The IRS on Wednesday announced the contribution limits for retirement plans in 2016.
Unsurprisingly, given how low inflation has been, you won't be able to put more money in your 401(k) next year: The maximum you'll be able to contribute is $18,000, the same as in 2015.
Other limitations with lower thresholds for inflation adjustments will change, however. Those include phase-out income rules for Roth IRAs and limits on who can take a tax deduction for contributions to a traditional IRA.
Specifically, if you don't have a workplace retirement plan but your spouse is covered by one, and together you make less than $184,000, you'll be able to take a full deduction up to the limits on your traditional IRA contribution.
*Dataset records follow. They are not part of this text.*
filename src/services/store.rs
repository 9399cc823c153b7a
use async_trait::async_trait;
use chrono::NaiveDate;

use crate::errors::AppResult;
use crate::models::{Booking, BookingStatus, Customer, PaymentStatus};

/// A mutation applied to a booking inside the store's commit. Returning an error aborts the
/// commit and leaves the stored booking unchanged.
pub type BookingChange = Box<dyn FnOnce(&mut Booking) -> AppResult<()> + Send>;

#[derive(Debug, Clone, Default)]
pub struct BookingFilter {
    pub status: Option<BookingStatus>,
    pub customer_id: Option<String>,
    pub from: Option<NaiveDate>,
    pub to: Option<NaiveDate>,
    pub payment_status: Option<PaymentStatus>,
    pub plate_number: Option<String>,
    pub limit: Option<u32>,
}

#[async_trait]
pub trait CustomerStore: Send + Sync {
    async fn find_customer_by_id(&self, id: &str) -> AppResult<Option<Customer>>;
}

/// Durable booking records.
///
/// Every write that can leave a booking active must be an atomic conditional commit: the
/// overlap check against the other active bookings of the same resource and day and the write
/// itself happen as one step, so two concurrent callers can never both claim the same time.
#[async_trait]
pub trait BookingStore: Send + Sync {
    async fn get_booking(&self, id: &str) -> AppResult<Option<Booking>>;

    /// Insert `booking` unless it overlaps an active booking (`SlotUnavailable`). Assigns the
    /// booking number. When the idempotency key is already known, returns the stored booking.
    async fn insert_booking(&self, booking: Booking) -> AppResult<Booking>;

    /// Load, apply `change`, re-check overlap (ignoring the booking itself) and save. The stored
    /// revision is incremented on success.
    async fn modify_booking(&self, id: &str, change: BookingChange) -> AppResult<Booking>;

    /// Apply `change` to the booking `id` and insert `replacement` in the same commit.
    /// Returns `(original, replacement)`.
    async fn replace_booking(
        &self,
        id: &str,
        change: BookingChange,
        replacement: Booking,
    ) -> AppResult<(Booking, Booking)>;

    async fn active_bookings_on(&self, resource: &str, date: NaiveDate) -> AppResult<Vec<Booking>>;

    async fn list_bookings(&self, filter: &BookingFilter) -> AppResult<Vec<Booking>>;
}
//! Booking state machine.
//!
//! ```text
//! pending -> confirmed -> in_progress -> completed
//!    |           |             |
//!    +-----------+-------------+--> cancelled | no_show
//!    |           |
//!    +-----------+--> rescheduled   (via reschedule only)
//! ```

use chrono::NaiveDateTime;

use crate::errors::{AppError, AppResult};
use crate::models::{
    Booking, BookingStatus, Payment, Priority, StatusChange, TimeInterval, VehicleSnapshot,
};
use crate::services::pricing::Quote;

pub fn can_transition(from: BookingStatus, to: BookingStatus) -> bool {
    use BookingStatus::*;
    matches!(
        (from, to),
        (Pending, Confirmed)
            | (Confirmed, InProgress)
            | (InProgress, Completed)
            | (Pending | Confirmed | InProgress, Cancelled | NoShow)
            | (Pending | Confirmed, Rescheduled)
    )
}

/// Everything needed to open a booking apart from its id, number and price.
#[derive(Debug, Clone)]
pub struct BookingDraft {
    pub customer_id: String,
    pub vehicle: VehicleSnapshot,
    pub resource: String,
    pub interval: TimeInterval,
    pub priority: Priority,
    pub notes: Option<String>,
    pub idempotency_key: Option<String>,
    pub rescheduled_from: Option<String>,
    pub actor: String,
}

impl Booking {
    /// A new `pending` booking with a single "created" audit entry. The booking number is
    /// assigned by the store when the booking is committed.
    pub fn open(draft: BookingDraft, quote: Quote, at: NaiveDateTime) -> Self {
        let reason = match &draft.rescheduled_from {
            Some(original) => format!("rescheduled from {original}"),
            None => "created".to_string(),
        };
        Booking {
            id: uuid::Uuid::new_v4().to_string(),
            booking_number: String::new(),
            customer_id: draft.customer_id,
            vehicle: draft.vehicle,
            line_items: quote.line_items,
            resource: draft.resource,
            interval: draft.interval,
            estimated_duration_minutes: quote.estimated_duration_minutes,
            status: BookingStatus::Pending,
            priority: draft.priority,
            pricing: quote.pricing,
            payment: Payment::default(),
            status_history: vec![StatusChange {
                previous_status: None,
                status: BookingStatus::Pending,
                changed_at: at,
                actor: draft.actor,
                reason: Some(reason),
            }],
            notes: draft.notes,
            idempotency_key: draft.idempotency_key,
            rescheduled_from: draft.rescheduled_from,
            completed_at: None,
            cancelled_at: None,
            cancelled_by: None,
            cancellation_reason: None,
            created_at: at,
            updated_at: at,
            revision: 0,
        }
    }

    pub fn ensure_modifiable(&self) -> AppResult<()> {
        if self.status.is_modifiable() {
            Ok(())
        } else {
            Err(AppError::BookingNotModifiable {
                id: self.id.clone(),
                status: self.status,
            })
        }
    }

    /// Move to `to`, appending exactly one audit entry. Leaves the booking untouched on error.
    pub fn transition(
        &mut self,
        to: BookingStatus,
        actor: &str,
        reason: Option<String>,
        at: NaiveDateTime,
    ) -> AppResult<()> {
        if !can_transition(self.status, to) {
            return Err(AppError::InvalidTransition {
                from: self.status,
                to,
            });
        }

        let previous = self.status;
        match to {
            BookingStatus::Completed => self.completed_at = Some(at),
            BookingStatus::Cancelled | BookingStatus::NoShow => {
                self.cancelled_at = Some(at);
                self.cancelled_by = Some(actor.to_string());
                self.cancellation_reason = reason.clone();
            }
            _ => {}
        }

        self.status = to;
        self.updated_at = at;
        self.status_history.push(StatusChange {
            previous_status: Some(previous),
            status: to,
            changed_at: at,
            actor: actor.to_string(),
            reason,
        });
        Ok(())
    }

    /// Replace line items and totals with a fresh quote. The old pricing snapshot is dropped.
    pub fn apply_quote(&mut self, quote: Quote, at: NaiveDateTime) {
        self.line_items = quote.line_items;
        self.pricing = quote.pricing;
        self.estimated_duration_minutes = quote.estimated_duration_minutes;
        self.updated_at = at;
    }

    /// Active bookings whose payment has not been settled yet.
    pub fn awaiting_settlement(&self) -> bool {
        self.status.is_active()
            && self.payment.status != crate::models::PaymentStatus::Paid
            && self.payment.status != crate::models::PaymentStatus::Refunded
    }
}
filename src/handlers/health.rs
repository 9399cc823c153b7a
use axum::Json;

pub async fn health() -> Json<serde_json::Value> {
    Json(serde_json::json!({ "status": "ok" }))
}
//! Project scanner
//!
//! Walks a root directory, parses every manifest and collects the registry
//! sources declared in top-level `nuget.config` files. A manifest that cannot
//! be parsed is recorded as a [`ScanIssue`] and does not stop the scan.

use crate::domain::{RegistrySource, ScanIssue, ScanResult};
use crate::error::ScanError;
use crate::manifest::{discover, parse_manifest, read_sources};
use std::path::Path;
use tracing::{debug, warn};

/// Scan `root` (the current directory when empty)
pub fn scan(root: &Path) -> Result<ScanResult, ScanError> {
    let root = if root.as_os_str().is_empty() {
        Path::new(".")
    } else {
        root
    };
    if !root.exists() {
        return Err(ScanError::path_not_found(root));
    }
    if !root.is_dir() {
        return Err(ScanError::NotADirectory {
            path: root.to_path_buf(),
        });
    }
    let root = root.canonicalize().map_err(|e| ScanError::io(root, e))?;

    let found = discover(&root);
    debug!(
        root = %root.display(),
        manifests = found.manifests.len(),
        configs = found.configs.len(),
        "discovered files"
    );

    let mut result = ScanResult::new(&root);

    for config in &found.configs {
        match read_sources(config) {
            Ok(sources) => merge_sources(&mut result.sources, sources),
            Err(e) => {
                warn!(file = %config.display(), error = %e, "skipping registry configuration");
                result.issues.push(ScanIssue {
                    file: config.clone(),
                    message: e.to_string(),
                });
            }
        }
    }

    for manifest in &found.manifests {
        match parse_manifest(manifest) {
            Ok(project) => result.projects.push(project),
            Err(e) => {
                warn!(file = %manifest.display(), error = %e, "skipping manifest");
                result.issues.push(ScanIssue {
                    file: manifest.clone(),
                    message: e.to_string(),
                });
            }
        }
    }

    Ok(result)
}

/// Append sources whose key is not already present
fn merge_sources(into: &mut Vec<RegistrySource>, sources: Vec<RegistrySource>) {
    for source in sources {
        if into.iter().any(|s| s.key == source.key) {
            debug!(key = %source.key, "duplicate source key ignored");
            continue;
        }
        into.push(source);
    }
}
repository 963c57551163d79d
//! End-to-end tests for the depsight CLI
//!
//! These tests verify:
//! - `scan` produces the expected text and JSON output
//! - Exit codes are correct for various scenarios
//! - Argument errors are reported before any network access
//!
//! Only commands that never reach a registry are exercised here.

use assert_cmd::prelude::*;
use predicates::prelude::*;
use std::fs;
use std::process::Command;
use tempfile::TempDir;

fn depsight() -> Command {
    Command::new(env!("CARGO_BIN_EXE_depsight"))
}

/// Create a test directory with a small project tree
fn create_test_project() -> TempDir {
    let temp_dir = tempfile::tempdir().expect("Failed to create temp directory");

    fs::write(
        temp_dir.path().join("Versions.props"),
        r#"<Project>
  <PropertyGroup>
    <SerilogVersion>2.10.0</SerilogVersion>
  </PropertyGroup>
</Project>
"#,
    )
    .unwrap();

    let app = temp_dir.path().join("src").join("App");
    fs::create_dir_all(&app).unwrap();
    fs::write(
        app.join("App.csproj"),
        r#"<Project Sdk="Microsoft.NET.Sdk">
  <Import Project="..\..\Versions.props" />
  <ItemGroup>
    <PackageReference Include="Serilog" Version="$(SerilogVersion)" />
    <PackageReference Include="Dapper" Version="2.1.35" />
  </ItemGroup>
</Project>
"#,
    )
    .unwrap();

    temp_dir
}

mod scan_output {
    use super::*;

    #[test]
    fn test_scan_text_output() {
        let dir = create_test_project();

        depsight()
            .args(["scan", dir.path().to_str().unwrap()])
            .assert()
            .success()
            .stdout(predicate::str::contains("App.csproj"))
            .stdout(predicate::str::contains("Serilog"))
            .stdout(predicate::str::contains("Summary"));
    }

    #[test]
    fn test_scan_json_output_schema() {
        let dir = create_test_project();

        let output = depsight()
            .args(["scan", dir.path().to_str().unwrap(), "--json"])
            .output()
            .expect("Failed to execute command");
        assert!(output.status.success());

        let json: serde_json::Value =
            serde_json::from_slice(&output.stdout).expect("Output should be valid JSON");
        assert_eq!(json["command"], "scan");
        assert_eq!(json["summary"]["projects"], 1);
        assert_eq!(json["summary"]["dependencies"], 2);

        let project = &json["projects"][0];
        assert_eq!(project["name"], "App.csproj");
        assert!(project["parameterFile"]
            .as_str()
            .unwrap()
            .ends_with("Versions.props"));
        assert_eq!(project["parameters"]["SerilogVersion"], "2.10.0");

        let serilog = &project["dependencies"][0];
        assert_eq!(serilog["isParameter"], true);
        assert_eq!(serilog["parameterName"], "SerilogVersion");
        assert_eq!(serilog["currentVersion"], "2.10.0");
        assert_eq!(serilog["isChecked"], false);
    }

    #[test]
    fn test_scan_empty_directory() {
        let dir = tempfile::tempdir().unwrap();

        let output = depsight()
            .args(["scan", dir.path().to_str().unwrap(), "--json"])
            .output()
            .unwrap();
        assert!(output.status.success());

        let json: serde_json::Value = serde_json::from_slice(&output.stdout).unwrap();
        assert_eq!(json["projects"], serde_json::json!([]));
        assert_eq!(json["sources"], serde_json::json!([]));
    }

    #[test]
    fn test_scan_without_path_uses_current_directory() {
        let dir = create_test_project();

        let output = depsight()
            .args(["scan", "--json"])
            .current_dir(dir.path())
            .output()
            .unwrap();
        assert!(output.status.success());

        let json: serde_json::Value = serde_json::from_slice(&output.stdout).unwrap();
        let root = dir.path().canonicalize().unwrap();
        assert_eq!(json["rootPath"], root.to_str().unwrap());
        assert_eq!(json["projects"].as_array().unwrap().len(), 1);
        assert_eq!(
            json["projects"][0]["file"],
            root.join("src").join("App").join("App.csproj").to_str().unwrap()
        );
    }

    #[test]
    fn test_scan_quiet() {
        let dir = create_test_project();

        depsight()
            .args(["-q", "scan", dir.path().to_str().unwrap()])
            .assert()
            .success()
            .stdout(predicate::str::diff("1 project(s), 2 dependencies\n"));
    }

    #[test]
    fn test_scan_verbose_lists_sources() {
        let dir = create_test_project();

        depsight()
            .args(["scan", dir.path().to_str().unwrap(), "--verbose"])
            .assert()
            .success()
            .stdout(predicate::str::contains("Sources:"))
            .stdout(predicate::str::contains("SerilogVersion = 2.10.0"))
            .stderr(predicate::str::contains("depsight v"));
    }
}

mod exit_codes {
    use super::*;

    #[test]
    fn test_exit_code_help() {
        depsight()
            .arg("--help")
            .assert()
            .success()
            .stdout(predicate::str::contains("depsight"));
    }

    #[test]
    fn test_exit_code_version() {
        depsight()
            .arg("--version")
            .assert()
            .success()
            .stdout(predicate::str::contains(env!("CARGO_PKG_VERSION")));
    }

    #[test]
    fn test_exit_code_nonexistent_path() {
        depsight()
            .args(["scan", "/nonexistent/path/that/does/not/exist"])
            .assert()
            .code(1)
            .stderr(predicate::str::contains("path not found"));
    }

    #[test]
    fn test_exit_code_skipped_manifest() {
        let dir = create_test_project();
        fs::write(dir.path().join("Broken.csproj"), "<Project><ItemGroup>").unwrap();

        let output = depsight()
            .args(["scan", dir.path().to_str().unwrap(), "--json"])
            .output()
            .unwrap();
        assert_eq!(output.status.code(), Some(2));

        let json: serde_json::Value = serde_json::from_slice(&output.stdout).unwrap();
        assert_eq!(json["projects"].as_array().unwrap().len(), 1);
        assert!(json["issues"][0]["file"]
            .as_str()
            .unwrap()
            .ends_with("Broken.csproj"));
    }

    #[test]
    fn test_missing_subcommand() {
        depsight().assert().failure();
    }

    #[test]
    fn test_invalid_timeout_rejected() {
        depsight()
            .args(["check", ".", "--timeout", "0"])
            .assert()
            .failure()
            .stderr(predicate::str::contains("timeout"));
    }

    #[test]
    fn test_malformed_credentials_fail_before_lookup() {
        let dir = create_test_project();

        depsight()
            .args([
                "check",
                dir.path().to_str().unwrap(),
                "--credentials-env",
                "DEPSIGHT_E2E_CREDENTIALS",
            ])
            .env("DEPSIGHT_E2E_CREDENTIALS", "{not json")
            .assert()
            .code(1)
            .stderr(predicate::str::contains("Error:"));
    }
}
If you earn between $184,000 and $194,000 you can take a partial deduction, and if you make more than $194,000, you won't be able to take a deduction at all. Those thresholds have gone up from $183,000 and $193,000 for 2015.
The Roth IRA income phase-out range for married couples filing jointly is also $184,000 to $194,000, up from $183,000 to $193,000. For singles and heads of household the range has also increased, to $117,000 and $132,000, respectively. Translation: If you make too much money, you can't contribute the full amount (or at all) to a Roth, though anyone with earned income can make a non-deductible contribution to a traditional IRA.
The maximum income for taking a saver’s credit, or "retirement savings contribution credit," is now $61,500 for married couples filing jointly, up from $61,000 in 2015. It's $46,125 for heads of household and $30,750 for singles, up from 2015 levels of $45,750 and $30,500, respectively.
The $18,000 contribution limit for 401(k)s also applies to 403(b)s, most 457 plans, and the federal government’s Thrift Savings Plan; catch-up contributions (for people aged 50 and older) remain at $6,000.
The limit on annual contributions to an IRA is unchanged at $5,500, with catch-up contributions (for people aged 50 and older) remaining at $1,000 for 2016.